At the end of the day, that's the way the singer tried to approach it – find the best material while making a few changes with the arrangements of the songs. "It's been seven years since I went in for song meetings, sat down with people and started listening to songs. So, I kind of took some of that pressure off by telling myself the only thing I can do differently is work with some new engineers and producers. I started listening to a lot of records that I liked that were on the radio, and it's more of a pop sound with a country artist in the background. I tried to maintain and stay true to my aesthetic of being a country artist, but we rocked up the tracks a little bit, and had some great musicians and singers come in and do the background parts," he said. Evidently, the process suited him. "Quite honestly, I had more fun making this record than I did in a long time."

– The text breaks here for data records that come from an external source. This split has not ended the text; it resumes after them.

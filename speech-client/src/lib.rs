//! Shared speech synthesis client library for the read-aloud workspace
//!
//! Provides a unified interface over local speech engines:
//! - espeak-ng (Linux and most Unixes, subprocess)
//! - say (macOS, subprocess)
//! - a scriptable mock for driving playback logic in tests

pub mod engines;
pub mod error;
pub mod synth;

pub use engines::{CliSynth, EngineKind, MockSynth, get_engine};
pub use error::{Result, SpeechError};
pub use synth::{SpeakOutcome, SpeakRequest, SpeechSynth, Voice};
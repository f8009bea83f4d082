//! Fully-cached reference tables (sex, status, country, service codes).
//!
//! Dictionaries are small enough that the right policy is load everything,
//! hold it resident, refresh wholesale on reinitialization. Entries resolve
//! synchronously once initialized and are never TTL-evicted while the
//! process lives; the local copy only exists so an offline start still has
//! labels to show.

use color_eyre::Result;
use std::collections::HashMap;
use std::sync::{Arc, RwLock};
use std::time::Duration;

use crate::entities::{DictionaryEntry, DICTIONARY_TABLES};
use crate::remote::{is_network_error, retry_with_backoff, RemoteSource, SelectQuery};

use super::signal::StoreSignals;
use super::storage::SqliteStorage;

pub struct DictionaryStore<R> {
  remote: Arc<R>,
  storage: Arc<SqliteStorage>,
  /// Resident entries keyed by (table, id)
  entries: RwLock<HashMap<(String, String), DictionaryEntry>>,
  signals: StoreSignals,
}

impl<R: RemoteSource> DictionaryStore<R> {
  pub fn new(remote: Arc<R>, storage: Arc<SqliteStorage>) -> Self {
    Self {
      remote,
      storage,
      entries: RwLock::new(HashMap::new()),
      signals: StoreSignals::new(),
    }
  }

  pub fn signals(&self) -> &StoreSignals {
    &self.signals
  }

  pub fn is_initialized(&self) -> bool {
    self.signals.initialized.get()
  }

  /// Load every dictionary table in full.
  ///
  /// Online, each table is fetched wholesale, persisted locally, and made
  /// resident. A network failure is retried briefly and then falls back to
  /// the local copy; a logic
  /// failure aborts initialization. Calling again refreshes wholesale.
  pub async fn initialize(&self) -> Result<()> {
    self.signals.loading.set(true);
    let mut loaded: HashMap<(String, String), DictionaryEntry> = HashMap::new();

    for table in DICTIONARY_TABLES {
      let fetched = retry_with_backoff(3, Duration::from_millis(100), || {
        self.remote.select(SelectQuery::new(table))
      })
      .await;

      let entries = match fetched {
        Ok(rows) => {
          let mut entries = Vec::with_capacity(rows.len());
          for row in rows {
            let entry: DictionaryEntry = serde_json::from_value(row)
              .map_err(|e| color_eyre::eyre::eyre!("Bad dictionary row in '{}': {}", table, e))?;
            entries.push(entry);
          }
          self.storage.replace_dictionary(table, &entries)?;
          entries
        }
        Err(report) if is_network_error(&report) => {
          tracing::warn!(table, "dictionary fetch offline, using local copy");
          self.storage.load_dictionary(table)?
        }
        Err(report) => {
          self.signals.error.set(Some(format!("{:#}", report)));
          self.signals.loading.set(false);
          return Err(report);
        }
      };

      for entry in entries {
        loaded.insert((table.to_string(), entry.id.clone()), entry);
      }
    }

    {
      let mut guard = self.entries.write().expect("dictionary lock poisoned");
      *guard = loaded;
    }

    self.signals.error.set(None);
    self.signals.loading.set(false);
    self.signals.initialized.set(true);
    Ok(())
  }

  /// Resolve an entry synchronously. Returns None before initialization
  /// completes; callers retry after a bounded wait.
  pub fn get_record_by_id(&self, table: &str, id: &str) -> Option<DictionaryEntry> {
    if !self.is_initialized() {
      return None;
    }
    self
      .entries
      .read()
      .expect("dictionary lock poisoned")
      .get(&(table.to_string(), id.to_string()))
      .cloned()
  }

  /// Resolve an entry by its code. Dictionaries are small; a scan is fine.
  pub fn get_by_code(&self, table: &str, code: &str) -> Option<DictionaryEntry> {
    if !self.is_initialized() {
      return None;
    }
    self
      .entries
      .read()
      .expect("dictionary lock poisoned")
      .iter()
      .find(|((t, _), entry)| t == table && entry.code == code)
      .map(|(_, entry)| entry.clone())
  }

  /// Bounded wait for initialization: fixed delay between checks, never an
  /// unbounded block. Returns whether the store came up in time.
  pub async fn wait_until_initialized(&self, attempts: u32, delay: Duration) -> bool {
    for _ in 0..attempts {
      if self.is_initialized() {
        return true;
      }
      tokio::time::sleep(delay).await;
    }
    self.is_initialized()
  }
}
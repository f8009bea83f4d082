//! Local-first stores built on the embedded cache database.
//!
//! Reads are served from the local copy whenever it is fresh enough;
//! misses and staleness go through the replication bridge to the remote.
//! Every store exposes observable cells so consumers get push updates
//! instead of polling.

pub mod cleanup;
pub mod dictionary;
pub mod entity_store;
pub mod signal;
pub mod storage;
pub mod traits;

#[cfg(test)]
pub(crate) mod testutil;

pub use cleanup::{
  cleanup_expired_documents, run_initial_cleanup, schedule_periodic_cleanup, start_cleanup,
  CleanupHandle,
};
pub use dictionary::DictionaryStore;
pub use entity_store::{ChildOptions, EntityStore, ListOptions, Page, SyncReport};
pub use signal::{Signal, StoreSignals, Subscription};
pub use storage::SqliteStorage;
pub use traits::{CacheResult, CacheSource, EntityRecord};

Maybe the most concise example of the feel that Herndon was going for was "Beautiful Love Song." While one of the most contemporary sounding songs on the disc, it has actually been floating around Music City for awhile.

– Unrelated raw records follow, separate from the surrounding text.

use color_eyre::{eyre::eyre, Result};
use serde::Deserialize;
use std::path::{Path, PathBuf};
use std::time::Duration;

/// Default TTL for cached documents: 14 days.
const DEFAULT_TTL_MS: u64 = 14 * 24 * 60 * 60 * 1000;

/// Default interval between periodic cleanup sweeps: 24 hours.
const DEFAULT_CLEANUP_INTERVAL_MS: u64 = 24 * 60 * 60 * 1000;

/// Default time before a cached query result is considered stale: 5 minutes.
const DEFAULT_STALE_TIME_MS: u64 = 5 * 60 * 1000;

#[derive(Debug, Clone, Deserialize)]
pub struct Config {
  pub remote: RemoteConfig,
  #[serde(default)]
  pub cache: CacheConfig,
}

#[derive(Debug, Clone, Deserialize)]
pub struct RemoteConfig {
  /// Base URL of the registry backend (PostgREST-style query API)
  pub url: String,
  /// Path prefix for table endpoints (defaults to "rest/v1")
  #[serde(default = "default_rest_prefix")]
  pub rest_prefix: String,
  /// Page size for remote fetches
  #[serde(default = "default_page_size")]
  pub page_size: u32,
}

fn default_rest_prefix() -> String {
  "rest/v1".to_string()
}

fn default_page_size() -> u32 {
  100
}

#[derive(Debug, Clone, Deserialize)]
pub struct CacheConfig {
  /// Maximum age of a cached document before eviction, in milliseconds
  #[serde(default = "default_ttl_ms")]
  pub ttl_ms: u64,
  /// Interval between periodic cleanup sweeps, in milliseconds
  #[serde(default = "default_cleanup_interval_ms")]
  pub cleanup_interval_ms: u64,
  /// Age after which a cached query result is refetched, in milliseconds
  #[serde(default = "default_stale_time_ms")]
  pub stale_time_ms: u64,
  /// Path to the local cache database (defaults to the platform data dir)
  pub db_path: Option<PathBuf>,
}

impl Default for CacheConfig {
  fn default() -> Self {
    Self {
      ttl_ms: DEFAULT_TTL_MS,
      cleanup_interval_ms: DEFAULT_CLEANUP_INTERVAL_MS,
      stale_time_ms: DEFAULT_STALE_TIME_MS,
      db_path: None,
    }
  }
}

fn default_ttl_ms() -> u64 {
  DEFAULT_TTL_MS
}

fn default_cleanup_interval_ms() -> u64 {
  DEFAULT_CLEANUP_INTERVAL_MS
}

fn default_stale_time_ms() -> u64 {
  DEFAULT_STALE_TIME_MS
}

impl CacheConfig {
  pub fn ttl(&self) -> Duration {
    Duration::from_millis(self.ttl_ms)
  }

  pub fn cleanup_interval(&self) -> Duration {
    Duration::from_millis(self.cleanup_interval_ms)
  }

  pub fn stale_time(&self) -> Duration {
    Duration::from_millis(self.stale_time_ms)
  }
}

impl Config {
  /// Load configuration from file.
  ///
  /// Search order:
  /// 1. Explicit path if provided
  /// 2. ./kennelsync.yaml (current directory)
  /// 3. $XDG_CONFIG_HOME/kennelsync/config.yaml
  pub fn load(explicit_path: Option<&Path>) -> Result<Self> {
    let path = if let Some(p) = explicit_path {
      if p.exists() {
        Some(p.to_path_buf())
      } else {
        return Err(eyre!("Config file not found: {}", p.display()));
      }
    } else {
      Self::find_config_file()
    };

    match path {
      Some(p) => Self::load_from_path(&p),
      None => Err(eyre!(
        "No configuration file found. Create one at ~/.config/kennelsync/config.yaml"
      )),
    }
  }

  fn find_config_file() -> Option<PathBuf> {
    // Check current directory
    let local = PathBuf::from("kennelsync.yaml");
    if local.exists() {
      return Some(local);
    }

    // Check XDG config directory
    if let Some(config_dir) = dirs::config_dir() {
      let xdg_path = config_dir.join("kennelsync").join("config.yaml");
      if xdg_path.exists() {
        return Some(xdg_path);
      }
    }

    None
  }

  fn load_from_path(path: &Path) -> Result<Self> {
    let contents = std::fs::read_to_string(path)
      .map_err(|e| eyre!("Failed to read config file {}: {}", path.display(), e))?;

    let config: Config = serde_yaml::from_str(&contents)
      .map_err(|e| eyre!("Failed to parse config file {}: {}", path.display(), e))?;

    Ok(config)
  }

  /// Get the remote API key from environment variables.
  ///
  /// Checks KENNELSYNC_API_KEY first, then REGISTRY_API_KEY as fallback.
  pub fn get_api_key() -> Result<String> {
    std::env::var("KENNELSYNC_API_KEY")
      .or_else(|_| std::env::var("REGISTRY_API_KEY"))
      .map_err(|_| {
        eyre!("Remote API key not found. Set KENNELSYNC_API_KEY or REGISTRY_API_KEY environment variable.")
      })
  }

  /// Default location of the cache database.
  pub fn default_db_path() -> Result<PathBuf> {
    let data_dir = dirs::data_dir()
      .or_else(|| dirs::home_dir().map(|p| p.join(".local/share")))
      .ok_or_else(|| eyre!("Could not determine data directory"))?;

    Ok(data_dir.join("kennelsync").join("cache.db"))
  }
}

#[cfg(test)]
mod tests {
  use super::*;

  #[test]
  fn cache_defaults() {
    let cache = CacheConfig::default();
    assert_eq!(cache.ttl(), Duration::from_secs(14 * 24 * 60 * 60));
    assert_eq!(cache.cleanup_interval(), Duration::from_secs(24 * 60 * 60));
    assert_eq!(cache.stale_time(), Duration::from_secs(5 * 60));
  }

  #[test]
  fn parse_minimal_config() {
    let yaml = "remote:\n  url: https://registry.example.com\n";
    let config: Config = serde_yaml::from_str(yaml).unwrap();
    assert_eq!(config.remote.url, "https://registry.example.com");
    assert_eq!(config.remote.rest_prefix, "rest/v1");
    assert_eq!(config.remote.page_size, 100);
    assert_eq!(config.cache.ttl_ms, DEFAULT_TTL_MS);
  }
}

"I loved it right away because of the demo," he said. "It was written eight years ago. The demo was still rocking, so they were ahead of their time. It's fun to sing, and very infectious," he said.
Another cut on the album is the uptempo "Sugar," which Herndon says has become a crowd favorite. "Matt Evans, who is Sara's brother, wrote it. It kind of reminds me of 'Steam.' It's fun and rocked out a little bit."
The set's first single is the touching title cut which he says has already made an undeniable impact on his crowds. "Never one time have I performed 'Lies I Told Myself' that people haven't started clapping during the performance. It really touches people, and that led me to name the album after the song, and have it be the radio single."
Herndon says that the song -- with lyrics about people defying the odds and succeeding against the grain – has inspired fans to tell them their stories of ways they have overcome adversity. "I sit with more fans and hear about songs I've had, like 'A Man Holdin' On,' 'What Mattered Most.' People love to tell me stories about their lives, and I've got some great story ideas from that. You should always take the time to listen."
When it all comes down to it, Herndon says those three-and-a-half- minute stories are still what matters most to him. Everything else changes, but touching listeners' lives is the same today as it was in 1995. "I think you're constantly starting over in this business. There's no guarantees that you will stay where you are. What I've learned to be the most important thing is to put music out there that fans are going to want to tell you 'Hey, you're singing about my life.' I've made a career out of that. I don't plan on stopping that way of thinking."